- [How to complete this task] When you reach the line containing "let _ = mode;" in the records below, start copying exactly, and stop once you have copied the line containing "return Ok(Vec::new());".

Exercise data section start

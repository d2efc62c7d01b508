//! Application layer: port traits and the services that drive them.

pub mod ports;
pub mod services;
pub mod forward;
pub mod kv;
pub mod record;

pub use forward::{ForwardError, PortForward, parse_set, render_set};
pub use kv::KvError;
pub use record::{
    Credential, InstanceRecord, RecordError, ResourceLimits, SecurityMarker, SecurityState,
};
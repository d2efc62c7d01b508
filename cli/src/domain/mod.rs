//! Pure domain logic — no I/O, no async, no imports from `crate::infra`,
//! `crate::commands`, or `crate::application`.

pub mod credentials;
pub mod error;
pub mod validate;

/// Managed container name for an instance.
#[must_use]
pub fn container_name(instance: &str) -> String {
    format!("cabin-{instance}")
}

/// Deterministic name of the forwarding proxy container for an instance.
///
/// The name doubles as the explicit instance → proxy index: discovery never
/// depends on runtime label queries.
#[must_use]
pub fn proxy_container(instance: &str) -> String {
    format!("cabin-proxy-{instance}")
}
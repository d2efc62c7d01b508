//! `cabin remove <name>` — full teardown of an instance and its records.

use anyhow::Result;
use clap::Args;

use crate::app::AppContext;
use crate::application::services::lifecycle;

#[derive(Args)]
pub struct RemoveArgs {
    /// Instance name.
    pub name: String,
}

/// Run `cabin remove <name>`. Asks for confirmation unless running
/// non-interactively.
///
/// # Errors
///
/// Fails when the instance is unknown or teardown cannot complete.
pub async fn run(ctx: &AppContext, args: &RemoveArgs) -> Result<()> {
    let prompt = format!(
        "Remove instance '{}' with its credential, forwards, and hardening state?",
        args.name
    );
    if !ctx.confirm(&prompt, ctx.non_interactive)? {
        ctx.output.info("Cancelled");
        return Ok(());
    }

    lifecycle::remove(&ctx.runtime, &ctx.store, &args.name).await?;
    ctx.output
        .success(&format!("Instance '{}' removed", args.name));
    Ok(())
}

Exercise data section end
Exercise data section start

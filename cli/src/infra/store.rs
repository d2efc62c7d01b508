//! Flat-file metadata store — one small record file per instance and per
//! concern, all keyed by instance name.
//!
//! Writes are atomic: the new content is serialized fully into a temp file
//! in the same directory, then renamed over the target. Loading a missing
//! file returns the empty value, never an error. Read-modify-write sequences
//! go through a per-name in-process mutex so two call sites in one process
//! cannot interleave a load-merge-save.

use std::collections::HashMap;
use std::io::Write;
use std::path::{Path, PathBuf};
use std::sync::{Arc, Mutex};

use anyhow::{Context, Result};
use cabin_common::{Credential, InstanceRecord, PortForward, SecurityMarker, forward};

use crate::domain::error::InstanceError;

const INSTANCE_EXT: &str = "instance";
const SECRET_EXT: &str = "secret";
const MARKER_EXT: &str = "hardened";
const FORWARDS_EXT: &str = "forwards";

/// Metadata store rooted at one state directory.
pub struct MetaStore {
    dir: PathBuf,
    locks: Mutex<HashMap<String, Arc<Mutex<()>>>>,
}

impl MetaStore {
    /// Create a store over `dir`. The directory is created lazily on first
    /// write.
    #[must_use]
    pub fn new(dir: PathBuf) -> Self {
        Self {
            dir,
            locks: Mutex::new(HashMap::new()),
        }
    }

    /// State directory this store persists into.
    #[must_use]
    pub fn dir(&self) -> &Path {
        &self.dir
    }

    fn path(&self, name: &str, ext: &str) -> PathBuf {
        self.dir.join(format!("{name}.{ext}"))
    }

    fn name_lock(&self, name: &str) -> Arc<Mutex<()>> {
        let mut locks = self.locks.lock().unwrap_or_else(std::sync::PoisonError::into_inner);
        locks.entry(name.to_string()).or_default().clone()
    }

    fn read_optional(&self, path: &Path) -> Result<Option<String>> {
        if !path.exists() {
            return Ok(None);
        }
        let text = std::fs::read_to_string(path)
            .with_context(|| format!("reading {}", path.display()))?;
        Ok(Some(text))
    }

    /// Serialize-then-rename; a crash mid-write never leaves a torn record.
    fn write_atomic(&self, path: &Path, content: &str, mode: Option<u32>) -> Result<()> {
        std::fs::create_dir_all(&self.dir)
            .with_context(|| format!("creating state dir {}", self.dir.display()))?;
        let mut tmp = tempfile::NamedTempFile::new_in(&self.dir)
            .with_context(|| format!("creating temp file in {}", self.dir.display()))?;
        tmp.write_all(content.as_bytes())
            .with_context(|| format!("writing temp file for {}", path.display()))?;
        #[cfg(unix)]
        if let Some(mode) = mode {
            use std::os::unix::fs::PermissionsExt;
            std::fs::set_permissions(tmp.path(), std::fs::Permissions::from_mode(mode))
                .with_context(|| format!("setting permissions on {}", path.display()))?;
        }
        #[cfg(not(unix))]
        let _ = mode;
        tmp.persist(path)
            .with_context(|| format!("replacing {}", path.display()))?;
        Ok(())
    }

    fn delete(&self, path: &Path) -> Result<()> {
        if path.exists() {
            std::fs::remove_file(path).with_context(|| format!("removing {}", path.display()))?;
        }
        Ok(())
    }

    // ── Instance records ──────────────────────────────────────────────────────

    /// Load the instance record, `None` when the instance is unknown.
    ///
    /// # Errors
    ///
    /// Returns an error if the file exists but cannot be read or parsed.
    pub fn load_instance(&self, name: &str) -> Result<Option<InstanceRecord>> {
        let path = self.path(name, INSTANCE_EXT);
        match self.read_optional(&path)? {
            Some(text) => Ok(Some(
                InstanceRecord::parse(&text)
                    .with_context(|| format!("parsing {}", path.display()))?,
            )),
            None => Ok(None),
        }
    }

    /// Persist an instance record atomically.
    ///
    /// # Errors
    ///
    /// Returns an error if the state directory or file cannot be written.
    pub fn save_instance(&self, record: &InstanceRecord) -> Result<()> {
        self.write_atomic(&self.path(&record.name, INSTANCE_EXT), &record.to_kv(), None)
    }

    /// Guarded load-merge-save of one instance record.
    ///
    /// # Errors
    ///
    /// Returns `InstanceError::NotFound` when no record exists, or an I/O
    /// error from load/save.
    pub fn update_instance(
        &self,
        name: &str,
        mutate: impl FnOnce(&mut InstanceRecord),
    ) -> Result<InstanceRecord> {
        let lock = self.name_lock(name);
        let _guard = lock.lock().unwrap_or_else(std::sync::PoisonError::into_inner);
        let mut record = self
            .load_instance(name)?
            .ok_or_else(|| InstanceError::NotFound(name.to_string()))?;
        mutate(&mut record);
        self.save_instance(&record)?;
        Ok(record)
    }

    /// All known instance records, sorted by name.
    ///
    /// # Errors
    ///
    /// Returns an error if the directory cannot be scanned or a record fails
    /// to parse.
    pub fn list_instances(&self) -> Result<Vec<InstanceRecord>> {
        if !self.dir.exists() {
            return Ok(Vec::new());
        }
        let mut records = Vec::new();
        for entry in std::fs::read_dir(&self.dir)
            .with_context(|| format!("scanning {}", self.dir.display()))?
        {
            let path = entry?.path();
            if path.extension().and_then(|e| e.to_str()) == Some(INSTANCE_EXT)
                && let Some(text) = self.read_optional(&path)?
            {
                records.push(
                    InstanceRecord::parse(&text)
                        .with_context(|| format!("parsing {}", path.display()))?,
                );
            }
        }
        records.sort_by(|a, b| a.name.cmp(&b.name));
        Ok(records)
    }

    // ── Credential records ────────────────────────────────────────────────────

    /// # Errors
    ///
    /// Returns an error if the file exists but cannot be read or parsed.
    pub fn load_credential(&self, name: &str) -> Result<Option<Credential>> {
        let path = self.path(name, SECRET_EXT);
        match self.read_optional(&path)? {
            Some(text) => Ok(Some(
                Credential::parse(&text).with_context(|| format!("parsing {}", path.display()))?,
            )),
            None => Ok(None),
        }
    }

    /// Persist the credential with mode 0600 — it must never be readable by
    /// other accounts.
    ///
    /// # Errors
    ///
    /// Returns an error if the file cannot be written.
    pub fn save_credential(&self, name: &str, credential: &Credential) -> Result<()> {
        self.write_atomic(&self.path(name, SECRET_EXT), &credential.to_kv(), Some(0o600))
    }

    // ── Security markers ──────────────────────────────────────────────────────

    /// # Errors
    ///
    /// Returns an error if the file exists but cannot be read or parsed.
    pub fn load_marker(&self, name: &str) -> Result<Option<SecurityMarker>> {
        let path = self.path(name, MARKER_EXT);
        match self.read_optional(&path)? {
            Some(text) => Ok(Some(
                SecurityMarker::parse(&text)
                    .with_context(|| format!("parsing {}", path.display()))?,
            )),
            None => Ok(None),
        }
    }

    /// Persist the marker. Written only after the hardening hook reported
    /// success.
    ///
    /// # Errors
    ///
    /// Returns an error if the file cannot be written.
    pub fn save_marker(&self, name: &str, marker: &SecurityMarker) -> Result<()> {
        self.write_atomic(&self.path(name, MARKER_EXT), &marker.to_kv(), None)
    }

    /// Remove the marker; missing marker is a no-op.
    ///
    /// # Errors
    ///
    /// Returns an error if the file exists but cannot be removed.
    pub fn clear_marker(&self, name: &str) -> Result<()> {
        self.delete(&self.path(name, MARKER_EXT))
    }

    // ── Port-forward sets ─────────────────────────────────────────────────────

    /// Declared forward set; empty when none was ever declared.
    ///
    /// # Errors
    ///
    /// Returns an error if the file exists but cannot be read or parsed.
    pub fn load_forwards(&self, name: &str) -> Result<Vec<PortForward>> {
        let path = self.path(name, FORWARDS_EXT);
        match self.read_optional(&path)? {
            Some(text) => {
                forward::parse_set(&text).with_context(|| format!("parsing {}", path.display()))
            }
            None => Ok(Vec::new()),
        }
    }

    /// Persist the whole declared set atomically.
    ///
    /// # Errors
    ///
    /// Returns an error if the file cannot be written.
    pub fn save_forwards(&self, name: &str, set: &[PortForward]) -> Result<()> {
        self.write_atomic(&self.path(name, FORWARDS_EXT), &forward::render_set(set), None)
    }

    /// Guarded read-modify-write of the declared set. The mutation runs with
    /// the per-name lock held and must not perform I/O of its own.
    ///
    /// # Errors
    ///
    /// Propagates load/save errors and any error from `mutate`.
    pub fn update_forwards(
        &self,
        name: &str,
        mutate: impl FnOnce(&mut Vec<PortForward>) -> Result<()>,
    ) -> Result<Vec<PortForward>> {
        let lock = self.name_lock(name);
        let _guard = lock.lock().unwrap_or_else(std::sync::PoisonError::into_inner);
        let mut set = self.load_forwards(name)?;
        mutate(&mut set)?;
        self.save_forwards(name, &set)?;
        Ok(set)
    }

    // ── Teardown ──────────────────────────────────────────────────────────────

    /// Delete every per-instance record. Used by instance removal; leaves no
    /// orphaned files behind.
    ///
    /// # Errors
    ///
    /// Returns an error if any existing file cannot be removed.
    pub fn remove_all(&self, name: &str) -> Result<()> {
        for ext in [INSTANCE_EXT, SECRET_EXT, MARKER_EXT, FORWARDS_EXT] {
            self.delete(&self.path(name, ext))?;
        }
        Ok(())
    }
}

Exercise data section end

- [Solution below]
        let _ = mode;
        tmp.persist(path)
            .with_context(|| format!("replacing {}", path.display()))?;
        Ok(())
    }

    fn delete(&self, path: &Path) -> Result<()> {
        if path.exists() {
            std::fs::remove_file(path).with_context(|| format!("removing {}", path.display()))?;
        }
        Ok(())
    }

    // ── Instance records ──────────────────────────────────────────────────────

    /// Load the instance record, `None` when the instance is unknown.
    ///
    /// # Errors
    ///
    /// Returns an error if the file exists but cannot be read or parsed.
    pub fn load_instance(&self, name: &str) -> Result<Option<InstanceRecord>> {
        let path = self.path(name, INSTANCE_EXT);
        match self.read_optional(&path)? {
            Some(text) => Ok(Some(
                InstanceRecord::parse(&text)
                    .with_context(|| format!("parsing {}", path.display()))?,
            )),
            None => Ok(None),
        }
    }

    /// Persist an instance record atomically.
    ///
    /// # Errors
    ///
    /// Returns an error if the state directory or file cannot be written.
    pub fn save_instance(&self, record: &InstanceRecord) -> Result<()> {
        self.write_atomic(&self.path(&record.name, INSTANCE_EXT), &record.to_kv(), None)
    }

    /// Guarded load-merge-save of one instance record.
    ///
    /// # Errors
    ///
    /// Returns `InstanceError::NotFound` when no record exists, or an I/O
    /// error from load/save.
    pub fn update_instance(
        &self,
        name: &str,
        mutate: impl FnOnce(&mut InstanceRecord),
    ) -> Result<InstanceRecord> {
        let lock = self.name_lock(name);
        let _guard = lock.lock().unwrap_or_else(std::sync::PoisonError::into_inner);
        let mut record = self
            .load_instance(name)?
            .ok_or_else(|| InstanceError::NotFound(name.to_string()))?;
        mutate(&mut record);
        self.save_instance(&record)?;
        Ok(record)
    }

    /// All known instance records, sorted by name.
    ///
    /// # Errors
    ///
    /// Returns an error if the directory cannot be scanned or a record fails
    /// to parse.
    pub fn list_instances(&self) -> Result<Vec<InstanceRecord>> {
        if !self.dir.exists() {
            return Ok(Vec::new());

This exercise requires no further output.